What the task requires
Filter the entries for the word "implementation". Copy each line that has it.

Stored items

────────────────────────────────────────

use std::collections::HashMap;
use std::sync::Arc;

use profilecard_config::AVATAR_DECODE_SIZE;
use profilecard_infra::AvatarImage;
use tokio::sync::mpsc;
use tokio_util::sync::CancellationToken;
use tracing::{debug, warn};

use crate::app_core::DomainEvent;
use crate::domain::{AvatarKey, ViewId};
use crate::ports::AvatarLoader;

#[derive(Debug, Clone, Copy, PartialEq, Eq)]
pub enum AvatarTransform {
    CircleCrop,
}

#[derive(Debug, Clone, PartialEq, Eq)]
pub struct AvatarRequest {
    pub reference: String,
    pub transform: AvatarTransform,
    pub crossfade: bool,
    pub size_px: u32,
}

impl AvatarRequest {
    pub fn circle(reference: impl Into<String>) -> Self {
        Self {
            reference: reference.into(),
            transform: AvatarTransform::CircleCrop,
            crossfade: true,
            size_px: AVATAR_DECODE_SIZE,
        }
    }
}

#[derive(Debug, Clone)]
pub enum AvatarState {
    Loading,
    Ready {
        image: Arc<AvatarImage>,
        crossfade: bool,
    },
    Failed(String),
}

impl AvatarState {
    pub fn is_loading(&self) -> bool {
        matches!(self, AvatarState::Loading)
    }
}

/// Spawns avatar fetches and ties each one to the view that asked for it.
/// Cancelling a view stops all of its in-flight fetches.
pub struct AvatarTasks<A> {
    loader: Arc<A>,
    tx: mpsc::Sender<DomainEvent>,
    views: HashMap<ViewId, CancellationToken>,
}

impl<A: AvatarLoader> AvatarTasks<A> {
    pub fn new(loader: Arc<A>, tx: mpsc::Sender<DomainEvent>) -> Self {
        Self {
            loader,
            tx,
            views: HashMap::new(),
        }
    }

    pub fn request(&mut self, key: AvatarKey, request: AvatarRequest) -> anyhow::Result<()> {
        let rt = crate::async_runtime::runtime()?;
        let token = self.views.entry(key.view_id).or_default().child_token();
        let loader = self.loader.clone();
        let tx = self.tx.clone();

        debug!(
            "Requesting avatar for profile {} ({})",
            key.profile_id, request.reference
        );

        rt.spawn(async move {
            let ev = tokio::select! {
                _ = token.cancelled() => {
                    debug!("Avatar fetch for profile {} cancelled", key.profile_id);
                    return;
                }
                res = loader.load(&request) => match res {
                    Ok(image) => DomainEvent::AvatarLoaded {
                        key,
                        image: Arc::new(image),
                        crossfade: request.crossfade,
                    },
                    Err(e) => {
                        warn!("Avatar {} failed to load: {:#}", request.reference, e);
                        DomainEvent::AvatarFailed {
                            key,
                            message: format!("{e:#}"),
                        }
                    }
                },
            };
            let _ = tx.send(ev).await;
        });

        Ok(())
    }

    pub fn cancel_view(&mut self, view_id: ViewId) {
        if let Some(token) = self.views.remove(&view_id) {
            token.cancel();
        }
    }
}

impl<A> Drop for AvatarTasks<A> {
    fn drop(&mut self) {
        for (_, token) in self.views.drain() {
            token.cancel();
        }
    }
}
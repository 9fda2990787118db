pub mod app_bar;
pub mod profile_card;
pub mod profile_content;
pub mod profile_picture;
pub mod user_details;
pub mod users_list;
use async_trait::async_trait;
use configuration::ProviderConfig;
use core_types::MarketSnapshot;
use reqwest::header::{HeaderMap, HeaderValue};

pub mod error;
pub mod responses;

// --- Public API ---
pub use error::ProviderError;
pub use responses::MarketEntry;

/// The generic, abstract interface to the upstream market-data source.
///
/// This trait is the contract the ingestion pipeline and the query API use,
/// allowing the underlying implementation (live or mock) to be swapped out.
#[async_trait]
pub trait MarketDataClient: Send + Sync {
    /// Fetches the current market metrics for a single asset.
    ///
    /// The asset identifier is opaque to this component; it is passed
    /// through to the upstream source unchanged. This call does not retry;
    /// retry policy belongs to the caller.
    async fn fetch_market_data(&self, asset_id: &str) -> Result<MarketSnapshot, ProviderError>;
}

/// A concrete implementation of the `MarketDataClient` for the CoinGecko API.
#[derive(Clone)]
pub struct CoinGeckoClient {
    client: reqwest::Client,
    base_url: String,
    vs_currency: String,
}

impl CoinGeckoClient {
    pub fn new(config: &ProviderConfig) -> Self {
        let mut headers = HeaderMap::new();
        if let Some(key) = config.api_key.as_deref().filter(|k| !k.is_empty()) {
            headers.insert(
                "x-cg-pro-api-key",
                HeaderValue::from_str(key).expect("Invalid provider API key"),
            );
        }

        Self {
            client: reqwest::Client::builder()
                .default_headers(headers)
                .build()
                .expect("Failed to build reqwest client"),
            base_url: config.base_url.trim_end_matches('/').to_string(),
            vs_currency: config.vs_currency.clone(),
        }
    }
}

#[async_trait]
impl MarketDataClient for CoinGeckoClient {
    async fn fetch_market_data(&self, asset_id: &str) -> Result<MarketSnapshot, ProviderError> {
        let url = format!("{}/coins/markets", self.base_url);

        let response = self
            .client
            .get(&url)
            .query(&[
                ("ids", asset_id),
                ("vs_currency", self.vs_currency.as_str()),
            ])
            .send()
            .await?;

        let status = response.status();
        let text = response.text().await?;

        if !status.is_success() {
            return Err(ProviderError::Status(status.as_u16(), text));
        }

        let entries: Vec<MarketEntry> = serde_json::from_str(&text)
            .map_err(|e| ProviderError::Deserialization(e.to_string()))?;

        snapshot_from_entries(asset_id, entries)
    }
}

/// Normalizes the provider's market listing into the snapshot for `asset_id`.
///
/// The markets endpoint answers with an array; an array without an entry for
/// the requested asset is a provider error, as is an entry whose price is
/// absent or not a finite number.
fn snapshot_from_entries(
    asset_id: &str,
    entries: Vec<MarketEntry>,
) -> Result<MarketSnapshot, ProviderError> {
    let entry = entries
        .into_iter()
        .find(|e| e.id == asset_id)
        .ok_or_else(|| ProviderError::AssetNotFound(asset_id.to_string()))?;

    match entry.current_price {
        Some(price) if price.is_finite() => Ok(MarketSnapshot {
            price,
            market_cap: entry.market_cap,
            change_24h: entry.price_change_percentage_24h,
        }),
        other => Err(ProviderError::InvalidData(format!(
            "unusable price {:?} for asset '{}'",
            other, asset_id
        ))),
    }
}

────────────────────────────────────────

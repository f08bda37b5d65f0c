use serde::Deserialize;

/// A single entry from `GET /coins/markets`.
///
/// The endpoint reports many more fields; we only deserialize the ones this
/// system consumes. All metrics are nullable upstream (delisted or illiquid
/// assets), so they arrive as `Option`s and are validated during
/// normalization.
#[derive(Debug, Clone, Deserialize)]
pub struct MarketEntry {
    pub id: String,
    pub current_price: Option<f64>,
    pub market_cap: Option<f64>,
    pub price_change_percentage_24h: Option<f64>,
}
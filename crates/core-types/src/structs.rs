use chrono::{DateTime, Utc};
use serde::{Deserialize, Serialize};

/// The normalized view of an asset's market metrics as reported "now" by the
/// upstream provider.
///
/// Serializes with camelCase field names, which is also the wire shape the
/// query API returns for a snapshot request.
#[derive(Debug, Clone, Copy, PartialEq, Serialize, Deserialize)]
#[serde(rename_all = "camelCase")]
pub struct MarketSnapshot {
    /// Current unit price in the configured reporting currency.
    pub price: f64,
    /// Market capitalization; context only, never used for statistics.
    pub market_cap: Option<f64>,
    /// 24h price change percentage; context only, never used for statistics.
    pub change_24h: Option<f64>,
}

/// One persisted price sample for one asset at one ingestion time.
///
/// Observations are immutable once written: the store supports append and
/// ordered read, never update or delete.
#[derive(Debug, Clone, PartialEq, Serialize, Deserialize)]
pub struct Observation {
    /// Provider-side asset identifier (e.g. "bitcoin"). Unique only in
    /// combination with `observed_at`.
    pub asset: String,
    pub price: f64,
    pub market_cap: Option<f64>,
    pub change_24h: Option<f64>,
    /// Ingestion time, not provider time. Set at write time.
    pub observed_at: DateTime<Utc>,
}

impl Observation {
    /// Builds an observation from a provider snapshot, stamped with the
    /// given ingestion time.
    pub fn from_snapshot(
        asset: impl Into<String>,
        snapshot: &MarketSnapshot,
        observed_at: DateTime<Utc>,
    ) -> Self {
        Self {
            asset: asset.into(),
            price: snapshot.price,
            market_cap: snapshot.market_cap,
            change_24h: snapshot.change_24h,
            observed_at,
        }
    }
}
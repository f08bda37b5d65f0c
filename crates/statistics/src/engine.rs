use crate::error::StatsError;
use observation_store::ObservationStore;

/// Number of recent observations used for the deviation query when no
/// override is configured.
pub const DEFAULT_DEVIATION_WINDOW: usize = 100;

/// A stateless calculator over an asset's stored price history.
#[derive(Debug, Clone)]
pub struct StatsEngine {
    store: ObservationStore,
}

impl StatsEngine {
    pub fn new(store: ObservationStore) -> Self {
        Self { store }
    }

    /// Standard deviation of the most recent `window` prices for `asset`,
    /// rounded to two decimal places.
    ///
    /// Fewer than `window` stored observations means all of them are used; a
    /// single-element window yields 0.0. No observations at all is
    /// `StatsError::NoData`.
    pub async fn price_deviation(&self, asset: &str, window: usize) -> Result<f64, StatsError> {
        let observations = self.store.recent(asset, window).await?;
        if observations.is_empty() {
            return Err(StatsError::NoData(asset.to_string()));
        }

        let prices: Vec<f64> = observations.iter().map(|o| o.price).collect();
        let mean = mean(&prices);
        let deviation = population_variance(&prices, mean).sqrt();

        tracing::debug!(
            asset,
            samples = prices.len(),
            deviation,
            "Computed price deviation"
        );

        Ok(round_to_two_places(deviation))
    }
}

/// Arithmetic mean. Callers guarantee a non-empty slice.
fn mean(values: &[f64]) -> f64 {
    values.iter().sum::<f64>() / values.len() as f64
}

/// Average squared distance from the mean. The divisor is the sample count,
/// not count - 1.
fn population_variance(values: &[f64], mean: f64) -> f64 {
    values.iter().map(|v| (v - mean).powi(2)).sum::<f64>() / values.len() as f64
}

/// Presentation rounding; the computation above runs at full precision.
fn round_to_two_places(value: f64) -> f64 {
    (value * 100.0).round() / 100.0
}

────────────────────────────────────────

Exercise response
/// allowing the underlying implementation (live or mock) to be swapped out.
/// A concrete implementation of the `MarketDataClient` for the CoinGecko API.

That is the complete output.